Célébré lors de sa sortie pour sa beauté plastique et son caractère éminemment exotique, La porte de l’enfer fit, selon la formule consacrée, sensation au festival de Cannes 1954 (présidé alors par Jean Cocteau), où il obtint le Grand Prix, c’est-à-dire l’équivalent de la Palme d’or qui n’existait pas encore ; ce ne fut d’ailleurs pas sa seule récompense puisque le film de Kinugasa Teinosuke fut également récompensé par deux Oscars en 1955 (meilleur film étranger et meilleurs costumes). Ce long métrage eut également l’insigne honneur d’être le premier film japonais à bénéficier de la technique de colorisation Eastmancolor, ce qui ne fut sans doute pas étranger au succès du film auprès d’un public qui avait jusqu’à présent découvert le cinéma japonais uniquement en noir et blanc. Force est de constater néanmoins, que s’il a indiscutablement participé à la popularisation du cinéma nippon en Occident, La porte de l’enfer n’a jamais atteint, malgré des critiques très élogieuses, la renommée et le prestige des films de Kurosawa ou de Mizoguchi. C’est que plus de cinquante ans après sa sortie, les défauts du film apparaissent avec d’autant plus de netteté que certains de ses contemporains ont largement mieux supporté les outrages du temps.

L’histoire est à la fois inspirée, pour son contexte, de faits historiques avérés (rébellion de Heiji) et d’une pièce de théâtre écrite par Kan Kikuchi, un auteur célèbre dans le Japon de l’entre-deux guerres. Au milieu du XIIe siècle, le pays connaît de sérieux troubles politiques. Les deux plus grands clans du Japon, les Taira et les Minamoto, s’affrontent dans une guerre civile fratricide. Les Taira, inquiets de la montée en puissance de leurs rivaux, cherchent à s’allier à l’empereur retiré Go-Shirakawa, qui avait auparavant abdiqué en faveur de son fils. Mais alors que Taira no Kiyomori, le principal chef du clan Taira, s’était éloigné de la capitale à l’occasion d’un pèlerinage, les Minamoto, alliés aux Fujiwara, en profitent pour enlever l’empereur retiré et son fils et s’arroger ainsi nombre de privilèges. Kiyomori s’empressent alors de revenir à Kyoto et de régler le sort des rebelles à l’occasion d’une répression impitoyable. Le film débute sur ces événements. Alors même que les proches de l’empereur sont aux abois, l’un des chambellans propose qu’une servante prenne la place de la sœur de l’empereur afin de tromper l’ennemi. La jeune Kesa, dame de compagnie de la princesse, se porte volontaire. Elle quitte donc le palais impérial, escortée par un poignée de samouraïs et poursuivie par les rebelles. Hélas, l’un des guerriers de son escorte, le bouillant Moritô, tombe éperdument amoureux de Kesa, au point d’en perdre tout sens commun et de bafouer les règles élémentaires de la bienséance, car hélas pour lui, Kesa est déjà mariée à un autre samouraï, Wataru.

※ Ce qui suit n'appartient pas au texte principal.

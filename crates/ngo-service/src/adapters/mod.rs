//! Infrastructure adapters for the notifier and photo store ports

mod notifier;
mod photo_store;

pub use notifier::{LogNotifier, SmtpNotifier};
pub use photo_store::LocalPhotoStore;
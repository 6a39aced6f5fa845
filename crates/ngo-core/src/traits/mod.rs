//! Ports implemented by infrastructure

mod clock;
mod notifier;
mod photo_store;
mod repositories;

pub use clock::{Clock, ManualClock, SystemClock};
pub use notifier::{Notifier, NotifyError};
pub use photo_store::{PhotoError, PhotoStore};
pub use repositories::{
    DonationRepository, EventQuery, EventRepository, FeedbackRepository, ParticipationRepository,
    PostingQuery, PostingRepository, RepoResult, UserRepository, VolunteerRepository,
};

Si le scénario du film peut paraître simpliste, il s’inscrit néanmoins dans une certaine logique culturelle, après tout, nombre de films relevant du chanbara (l’équivalent japonais de nos films de cape et d’épée) ne disposent guère de scénarios plus élaborés. Mais en réalité, bien qu’il puisse au premier abord tromper le spectateur, La porte de l’enfer relève davantage de la tragédie, les combats n’occupant que le premier quart d’un film qui se désintéresse très rapidement de son contexte historique, n’en gardant que la toile de fond ; comme un substrat nécessaire mais finalement secondaire au regard de ce qui intéresse le réalisateur. Kinugasa se focalise plutôt sur le triangle Kesa, Moritô, Wataru avec cette histoire d’amour contrarié, à la fois pesante et dérangeante. Par sa violence et son refus de respecter les sentiments de Kesa, sa volonté farouche d’aller à l’encontre des règles établies et de la bienséance, sa passion démesurée et hors de propos, Moritô apparaît comme un personnage foncièrement antipathique et excessif. Il est d’autant plus déplaisant que Wataru est un homme à la fois cultivé, posé et mesuré, mais surtout profondément épris de sa femme, elle-même à la fois fragilisée par sa position de femme dans une société fortement machiste, mais également victime de ce qui apparaît comme un véritable harcèlement. C’est cette fragilité de la condition féminine que le réalisateur met en exergue et qui ne cesse de s’imposer douloureusement au spectateur. C’est à la fois beaucoup et peu pour un film qui repose finalement trop sur ses qualités formelles.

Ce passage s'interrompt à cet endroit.